(Beginning of DATASET CONTENT)

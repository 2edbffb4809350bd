//! Tracing subscriber setup for applications embedding the engine.
//!
//! The engine itself only emits `tracing` events; installing a subscriber is
//! left to the host application, which can use these helpers.

use color_eyre::{eyre::eyre, Result};
use std::path::Path;
use tracing_appender::non_blocking::{NonBlocking, WorkerGuard};
use tracing_subscriber::EnvFilter;

use crate::config::LogConfig;

/// Log file prefix inside the configured directory.
pub const LOG_FILE_NAME: &str = "fieldsync.log";

/// RUST_LOG wins over the configured default.
fn env_filter(default_directive: &str) -> EnvFilter {
  EnvFilter::try_from_default_env().unwrap_or_else(|_| EnvFilter::new(default_directive))
}

/// Log to stderr.
pub fn init_stderr(default_directive: &str) -> Result<()> {
  tracing_subscriber::fmt()
    .with_env_filter(env_filter(default_directive))
    .with_writer(std::io::stderr)
    .try_init()
    .map_err(|e| eyre!("Failed to install log subscriber: {}", e))
}

/// Log to a daily-rolling file in `dir`.
///
/// Keep the returned guard alive; dropping it flushes and stops the writer.
pub fn init_file(dir: &Path, default_directive: &str) -> Result<WorkerGuard> {
  let (writer, guard) = file_writer(dir)?;

  tracing_subscriber::fmt()
    .with_env_filter(env_filter(default_directive))
    .with_writer(writer)
    .with_ansi(false)
    .try_init()
    .map_err(|e| eyre!("Failed to install log subscriber: {}", e))?;

  Ok(guard)
}

/// Non-blocking writer onto the daily-rolling file in `dir`, creating it if needed.
pub fn file_writer(dir: &Path) -> Result<(NonBlocking, WorkerGuard)> {
  std::fs::create_dir_all(dir)
    .map_err(|e| eyre!("Failed to create log directory {}: {}", dir.display(), e))?;

  let appender = tracing_appender::rolling::daily(dir, LOG_FILE_NAME);
  Ok(tracing_appender::non_blocking(appender))
}

/// Install the subscriber described by `config`.
pub fn init(config: &LogConfig) -> Result<Option<WorkerGuard>> {
  match &config.dir {
    Some(dir) => init_file(dir, &config.level).map(Some),
    None => init_stderr(&config.level).map(|_| None),
  }
}
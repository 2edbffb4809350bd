//! Periodic background drain.

use std::sync::Arc;
use std::time::Duration;
use tokio::task::JoinHandle;
use tokio::time::MissedTickBehavior;
use tracing::warn;

use crate::cache::DurableStore;
use crate::remote::Gateway;

use super::coordinator::SyncCoordinator;

/// Drain `coordinator` every `period`, starting immediately.
///
/// Abort the returned handle to stop. Ticks that would overlap a slow drain
/// are skipped rather than bunched up.
pub fn spawn_periodic_drain<G, S>(
  coordinator: Arc<SyncCoordinator<G, S>>,
  period: Duration,
) -> JoinHandle<()>
where
  G: Gateway + 'static,
  S: DurableStore + 'static,
{
  tokio::spawn(async move {
    let mut ticker = tokio::time::interval(period);
    ticker.set_missed_tick_behavior(MissedTickBehavior::Skip);

    loop {
      ticker.tick().await;
      if let Err(e) = coordinator.drain().await {
        warn!(error = %e, "background drain failed");
      }
    }
  })
}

(End of DATASET CONTENT)

> _ASSIGNED TASK_: All lines from the one containing "pub fn file_writer(dir: &Path)" through the last line of the data must be set down exactly. No other lines belong in the answer.

> _TASK RESULT_:
pub fn file_writer(dir: &Path) -> Result<(NonBlocking, WorkerGuard)> {
  std::fs::create_dir_all(dir)
    .map_err(|e| eyre!("Failed to create log directory {}: {}", dir.display(), e))?;

  let appender = tracing_appender::rolling::daily(dir, LOG_FILE_NAME);
  Ok(tracing_appender::non_blocking(appender))
}

/// Install the subscriber described by `config`.
pub fn init(config: &LogConfig) -> Result<Option<WorkerGuard>> {
  match &config.dir {
    Some(dir) => init_file(dir, &config.level).map(Some),
    None => init_stderr(&config.level).map(|_| None),
  }
}
repository 2edbffb4809350bd
//! Periodic background drain.

use std::sync::Arc;
use std::time::Duration;
use tokio::task::JoinHandle;
use tokio::time::MissedTickBehavior;
use tracing::warn;

use crate::cache::DurableStore;
use crate::remote::Gateway;

use super::coordinator::SyncCoordinator;

/// Drain `coordinator` every `period`, starting immediately.
///
/// Abort the returned handle to stop. Ticks that would overlap a slow drain
/// are skipped rather than bunched up.
pub fn spawn_periodic_drain<G, S>(
  coordinator: Arc<SyncCoordinator<G, S>>,
  period: Duration,
) -> JoinHandle<()>
where
  G: Gateway + 'static,
  S: DurableStore + 'static,
{
  tokio::spawn(async move {
    let mut ticker = tokio::time::interval(period);
    ticker.set_missed_tick_behavior(MissedTickBehavior::Skip);

    loop {
      ticker.tick().await;
      if let Err(e) = coordinator.drain().await {
        warn!(error = %e, "background drain failed");
      }
    }
  })
}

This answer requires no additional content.